TASK PROMPT »
Show me each line of the listing below where the word "BufferUsages" appears.

SOURCE RECORDS »
Segment Open
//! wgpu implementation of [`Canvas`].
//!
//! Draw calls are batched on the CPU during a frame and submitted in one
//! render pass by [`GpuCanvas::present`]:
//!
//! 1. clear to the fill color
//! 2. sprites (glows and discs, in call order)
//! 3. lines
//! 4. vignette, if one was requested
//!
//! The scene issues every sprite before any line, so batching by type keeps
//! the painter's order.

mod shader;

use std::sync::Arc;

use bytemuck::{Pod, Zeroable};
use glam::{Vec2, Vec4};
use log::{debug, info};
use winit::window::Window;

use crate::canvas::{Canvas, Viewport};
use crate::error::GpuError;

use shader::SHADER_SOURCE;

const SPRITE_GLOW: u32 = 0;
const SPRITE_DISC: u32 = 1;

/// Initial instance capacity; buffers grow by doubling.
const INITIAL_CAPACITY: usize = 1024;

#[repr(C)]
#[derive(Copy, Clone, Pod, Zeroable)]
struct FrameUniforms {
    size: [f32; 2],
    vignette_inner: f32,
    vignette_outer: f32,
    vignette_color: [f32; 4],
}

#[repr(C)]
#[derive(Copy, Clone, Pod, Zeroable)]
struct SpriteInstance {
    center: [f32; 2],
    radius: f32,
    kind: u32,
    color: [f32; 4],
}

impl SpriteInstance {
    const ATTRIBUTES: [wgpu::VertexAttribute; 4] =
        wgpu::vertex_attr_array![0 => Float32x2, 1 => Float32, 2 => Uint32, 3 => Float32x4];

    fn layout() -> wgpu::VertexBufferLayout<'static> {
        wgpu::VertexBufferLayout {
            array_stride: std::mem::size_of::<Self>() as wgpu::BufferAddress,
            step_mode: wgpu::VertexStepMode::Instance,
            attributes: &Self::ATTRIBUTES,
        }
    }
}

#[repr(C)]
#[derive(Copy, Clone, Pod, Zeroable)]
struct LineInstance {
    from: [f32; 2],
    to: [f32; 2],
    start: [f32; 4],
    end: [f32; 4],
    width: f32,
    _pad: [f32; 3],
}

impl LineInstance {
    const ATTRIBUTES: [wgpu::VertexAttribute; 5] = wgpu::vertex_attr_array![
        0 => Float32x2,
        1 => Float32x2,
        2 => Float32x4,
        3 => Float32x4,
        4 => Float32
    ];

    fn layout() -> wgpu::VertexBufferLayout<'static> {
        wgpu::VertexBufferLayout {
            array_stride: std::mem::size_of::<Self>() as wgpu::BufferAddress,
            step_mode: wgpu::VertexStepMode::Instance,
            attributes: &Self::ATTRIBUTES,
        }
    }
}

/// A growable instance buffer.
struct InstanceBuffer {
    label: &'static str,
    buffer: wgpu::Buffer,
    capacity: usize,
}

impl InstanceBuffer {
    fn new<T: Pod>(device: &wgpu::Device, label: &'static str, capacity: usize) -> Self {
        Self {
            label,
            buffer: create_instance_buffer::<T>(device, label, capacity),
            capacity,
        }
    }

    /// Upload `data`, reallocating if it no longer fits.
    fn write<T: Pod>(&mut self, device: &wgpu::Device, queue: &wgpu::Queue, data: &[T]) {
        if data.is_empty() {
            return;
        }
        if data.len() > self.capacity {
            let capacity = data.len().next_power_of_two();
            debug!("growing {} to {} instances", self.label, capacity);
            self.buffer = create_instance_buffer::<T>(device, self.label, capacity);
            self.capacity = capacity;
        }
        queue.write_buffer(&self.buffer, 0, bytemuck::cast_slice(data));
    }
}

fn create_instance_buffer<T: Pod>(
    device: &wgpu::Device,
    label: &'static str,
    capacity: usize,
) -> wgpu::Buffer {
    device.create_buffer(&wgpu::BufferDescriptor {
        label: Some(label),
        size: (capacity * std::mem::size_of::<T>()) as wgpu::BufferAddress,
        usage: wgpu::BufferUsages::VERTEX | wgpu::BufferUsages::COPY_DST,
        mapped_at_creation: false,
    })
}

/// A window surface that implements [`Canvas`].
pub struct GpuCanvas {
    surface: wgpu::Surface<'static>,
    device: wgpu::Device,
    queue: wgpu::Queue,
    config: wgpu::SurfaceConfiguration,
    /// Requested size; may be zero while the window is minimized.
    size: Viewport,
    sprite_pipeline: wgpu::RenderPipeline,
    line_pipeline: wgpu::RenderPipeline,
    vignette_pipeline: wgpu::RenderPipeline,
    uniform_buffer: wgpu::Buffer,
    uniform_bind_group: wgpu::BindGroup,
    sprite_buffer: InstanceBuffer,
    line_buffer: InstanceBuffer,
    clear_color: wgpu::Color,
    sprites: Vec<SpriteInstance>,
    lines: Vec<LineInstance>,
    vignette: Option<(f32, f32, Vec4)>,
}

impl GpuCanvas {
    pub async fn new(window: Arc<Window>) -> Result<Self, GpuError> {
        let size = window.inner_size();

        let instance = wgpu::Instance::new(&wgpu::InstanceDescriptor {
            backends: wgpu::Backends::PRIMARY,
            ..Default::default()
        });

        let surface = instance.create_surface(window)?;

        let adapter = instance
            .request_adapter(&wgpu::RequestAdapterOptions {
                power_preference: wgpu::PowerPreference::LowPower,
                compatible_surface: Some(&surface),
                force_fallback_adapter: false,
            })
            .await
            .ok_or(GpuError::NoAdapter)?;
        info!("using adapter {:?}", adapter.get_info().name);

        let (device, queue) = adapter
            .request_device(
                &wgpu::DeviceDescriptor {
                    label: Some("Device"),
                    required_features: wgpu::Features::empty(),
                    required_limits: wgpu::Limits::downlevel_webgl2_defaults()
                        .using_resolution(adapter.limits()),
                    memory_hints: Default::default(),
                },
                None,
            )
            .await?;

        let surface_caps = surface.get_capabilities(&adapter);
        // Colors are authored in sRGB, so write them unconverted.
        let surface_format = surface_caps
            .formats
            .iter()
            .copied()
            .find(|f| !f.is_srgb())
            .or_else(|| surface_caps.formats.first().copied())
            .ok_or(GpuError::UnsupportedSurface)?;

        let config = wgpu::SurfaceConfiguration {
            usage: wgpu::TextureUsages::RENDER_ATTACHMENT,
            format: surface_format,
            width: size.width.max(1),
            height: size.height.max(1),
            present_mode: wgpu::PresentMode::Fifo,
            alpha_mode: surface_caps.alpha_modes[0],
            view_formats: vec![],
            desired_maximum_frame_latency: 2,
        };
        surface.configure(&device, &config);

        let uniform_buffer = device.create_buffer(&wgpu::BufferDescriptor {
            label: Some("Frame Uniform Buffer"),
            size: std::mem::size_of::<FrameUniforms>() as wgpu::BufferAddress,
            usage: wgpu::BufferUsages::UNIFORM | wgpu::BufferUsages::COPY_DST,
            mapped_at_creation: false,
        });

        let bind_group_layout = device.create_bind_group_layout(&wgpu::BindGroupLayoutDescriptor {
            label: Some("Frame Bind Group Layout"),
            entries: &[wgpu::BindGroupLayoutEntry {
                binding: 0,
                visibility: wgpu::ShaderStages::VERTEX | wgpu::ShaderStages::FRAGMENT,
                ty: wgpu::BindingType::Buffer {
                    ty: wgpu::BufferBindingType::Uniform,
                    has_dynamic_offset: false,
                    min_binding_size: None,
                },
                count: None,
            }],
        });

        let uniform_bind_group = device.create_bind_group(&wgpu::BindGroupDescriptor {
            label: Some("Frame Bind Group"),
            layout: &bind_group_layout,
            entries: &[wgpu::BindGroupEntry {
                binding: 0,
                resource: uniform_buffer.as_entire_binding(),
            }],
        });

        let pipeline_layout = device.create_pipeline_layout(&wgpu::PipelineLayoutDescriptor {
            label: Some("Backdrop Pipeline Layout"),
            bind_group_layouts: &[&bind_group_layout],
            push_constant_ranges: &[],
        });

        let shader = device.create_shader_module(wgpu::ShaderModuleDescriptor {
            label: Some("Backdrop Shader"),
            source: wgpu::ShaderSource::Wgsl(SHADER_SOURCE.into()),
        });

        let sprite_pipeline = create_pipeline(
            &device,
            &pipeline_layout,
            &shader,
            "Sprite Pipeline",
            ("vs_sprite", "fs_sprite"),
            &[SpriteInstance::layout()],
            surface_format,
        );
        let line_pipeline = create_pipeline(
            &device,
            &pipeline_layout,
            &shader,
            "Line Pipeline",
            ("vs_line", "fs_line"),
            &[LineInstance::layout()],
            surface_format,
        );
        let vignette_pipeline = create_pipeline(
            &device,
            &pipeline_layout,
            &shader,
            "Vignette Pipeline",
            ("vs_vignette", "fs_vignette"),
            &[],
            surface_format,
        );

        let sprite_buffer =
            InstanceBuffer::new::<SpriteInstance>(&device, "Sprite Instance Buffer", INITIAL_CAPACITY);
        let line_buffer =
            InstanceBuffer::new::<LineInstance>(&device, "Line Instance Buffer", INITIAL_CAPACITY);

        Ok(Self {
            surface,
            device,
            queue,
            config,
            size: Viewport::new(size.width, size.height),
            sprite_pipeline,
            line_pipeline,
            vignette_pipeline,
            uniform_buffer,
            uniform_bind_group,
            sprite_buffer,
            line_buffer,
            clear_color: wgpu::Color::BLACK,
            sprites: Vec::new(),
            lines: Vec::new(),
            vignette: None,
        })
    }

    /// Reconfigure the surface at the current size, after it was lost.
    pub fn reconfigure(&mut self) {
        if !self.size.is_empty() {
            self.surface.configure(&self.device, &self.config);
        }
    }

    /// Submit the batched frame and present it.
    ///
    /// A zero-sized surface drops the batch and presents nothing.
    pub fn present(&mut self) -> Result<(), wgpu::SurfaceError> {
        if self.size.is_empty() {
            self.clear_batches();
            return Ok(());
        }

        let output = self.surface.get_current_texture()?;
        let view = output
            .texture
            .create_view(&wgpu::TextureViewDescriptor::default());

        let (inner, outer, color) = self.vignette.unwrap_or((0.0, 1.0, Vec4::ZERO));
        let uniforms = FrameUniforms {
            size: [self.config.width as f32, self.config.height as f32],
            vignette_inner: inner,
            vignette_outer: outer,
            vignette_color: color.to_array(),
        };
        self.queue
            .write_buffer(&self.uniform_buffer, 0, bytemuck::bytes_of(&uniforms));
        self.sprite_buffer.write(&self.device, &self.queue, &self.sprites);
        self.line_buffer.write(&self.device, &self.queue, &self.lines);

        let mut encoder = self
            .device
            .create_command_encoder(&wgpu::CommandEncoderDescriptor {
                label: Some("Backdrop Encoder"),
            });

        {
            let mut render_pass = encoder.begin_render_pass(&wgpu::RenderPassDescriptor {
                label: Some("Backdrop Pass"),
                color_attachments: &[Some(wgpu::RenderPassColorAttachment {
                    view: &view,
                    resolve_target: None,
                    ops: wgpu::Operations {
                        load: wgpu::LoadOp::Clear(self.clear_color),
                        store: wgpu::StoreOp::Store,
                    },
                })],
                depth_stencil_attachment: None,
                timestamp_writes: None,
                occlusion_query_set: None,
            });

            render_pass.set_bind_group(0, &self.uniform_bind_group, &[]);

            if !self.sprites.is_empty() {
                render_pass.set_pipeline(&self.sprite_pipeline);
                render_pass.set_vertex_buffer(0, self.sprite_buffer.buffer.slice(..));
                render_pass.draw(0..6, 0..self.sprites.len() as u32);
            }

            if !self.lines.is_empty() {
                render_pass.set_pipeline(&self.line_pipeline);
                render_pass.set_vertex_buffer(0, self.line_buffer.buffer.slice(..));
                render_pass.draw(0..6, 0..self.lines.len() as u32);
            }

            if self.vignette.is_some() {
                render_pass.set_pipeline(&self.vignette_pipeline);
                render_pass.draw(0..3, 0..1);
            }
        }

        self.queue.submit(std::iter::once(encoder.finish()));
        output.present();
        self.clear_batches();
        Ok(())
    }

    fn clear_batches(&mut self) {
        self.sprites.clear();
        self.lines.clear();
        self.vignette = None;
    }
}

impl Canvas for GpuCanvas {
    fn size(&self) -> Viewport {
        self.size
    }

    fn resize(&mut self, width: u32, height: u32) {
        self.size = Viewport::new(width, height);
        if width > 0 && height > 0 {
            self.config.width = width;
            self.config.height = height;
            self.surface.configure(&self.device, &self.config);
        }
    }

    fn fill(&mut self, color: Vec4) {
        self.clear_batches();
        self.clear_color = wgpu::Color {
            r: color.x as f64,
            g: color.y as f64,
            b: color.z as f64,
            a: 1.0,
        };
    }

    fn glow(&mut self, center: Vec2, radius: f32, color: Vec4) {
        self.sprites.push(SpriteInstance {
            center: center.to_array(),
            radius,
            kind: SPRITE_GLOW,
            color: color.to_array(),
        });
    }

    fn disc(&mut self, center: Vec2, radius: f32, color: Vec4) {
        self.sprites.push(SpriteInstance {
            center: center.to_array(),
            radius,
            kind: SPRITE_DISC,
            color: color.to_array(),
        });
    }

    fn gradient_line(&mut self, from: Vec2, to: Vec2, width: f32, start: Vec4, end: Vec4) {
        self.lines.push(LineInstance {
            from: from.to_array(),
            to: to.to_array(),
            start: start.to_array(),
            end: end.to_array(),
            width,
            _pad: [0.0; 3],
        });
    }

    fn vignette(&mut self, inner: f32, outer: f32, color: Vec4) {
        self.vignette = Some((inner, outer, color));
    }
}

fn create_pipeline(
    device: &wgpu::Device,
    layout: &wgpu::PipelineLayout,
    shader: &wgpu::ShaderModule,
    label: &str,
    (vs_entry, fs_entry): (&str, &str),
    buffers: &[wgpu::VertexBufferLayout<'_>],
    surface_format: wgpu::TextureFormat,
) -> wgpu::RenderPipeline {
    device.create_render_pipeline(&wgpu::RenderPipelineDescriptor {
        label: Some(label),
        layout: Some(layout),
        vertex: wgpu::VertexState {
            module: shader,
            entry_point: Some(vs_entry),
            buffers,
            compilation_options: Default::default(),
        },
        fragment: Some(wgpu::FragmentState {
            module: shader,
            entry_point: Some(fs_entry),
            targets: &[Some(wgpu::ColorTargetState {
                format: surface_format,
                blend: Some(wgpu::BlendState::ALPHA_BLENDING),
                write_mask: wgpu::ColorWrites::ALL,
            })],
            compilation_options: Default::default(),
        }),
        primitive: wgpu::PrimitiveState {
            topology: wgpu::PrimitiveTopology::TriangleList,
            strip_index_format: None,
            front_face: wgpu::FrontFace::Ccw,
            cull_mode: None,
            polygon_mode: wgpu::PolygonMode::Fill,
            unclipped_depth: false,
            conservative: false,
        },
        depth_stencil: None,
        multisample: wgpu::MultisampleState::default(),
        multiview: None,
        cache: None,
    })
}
Segment Closed
COMPLETED EXERCISE »
        usage: wgpu::BufferUsages::VERTEX | wgpu::BufferUsages::COPY_DST,
            usage: wgpu::BufferUsages::UNIFORM | wgpu::BufferUsages::COPY_DST,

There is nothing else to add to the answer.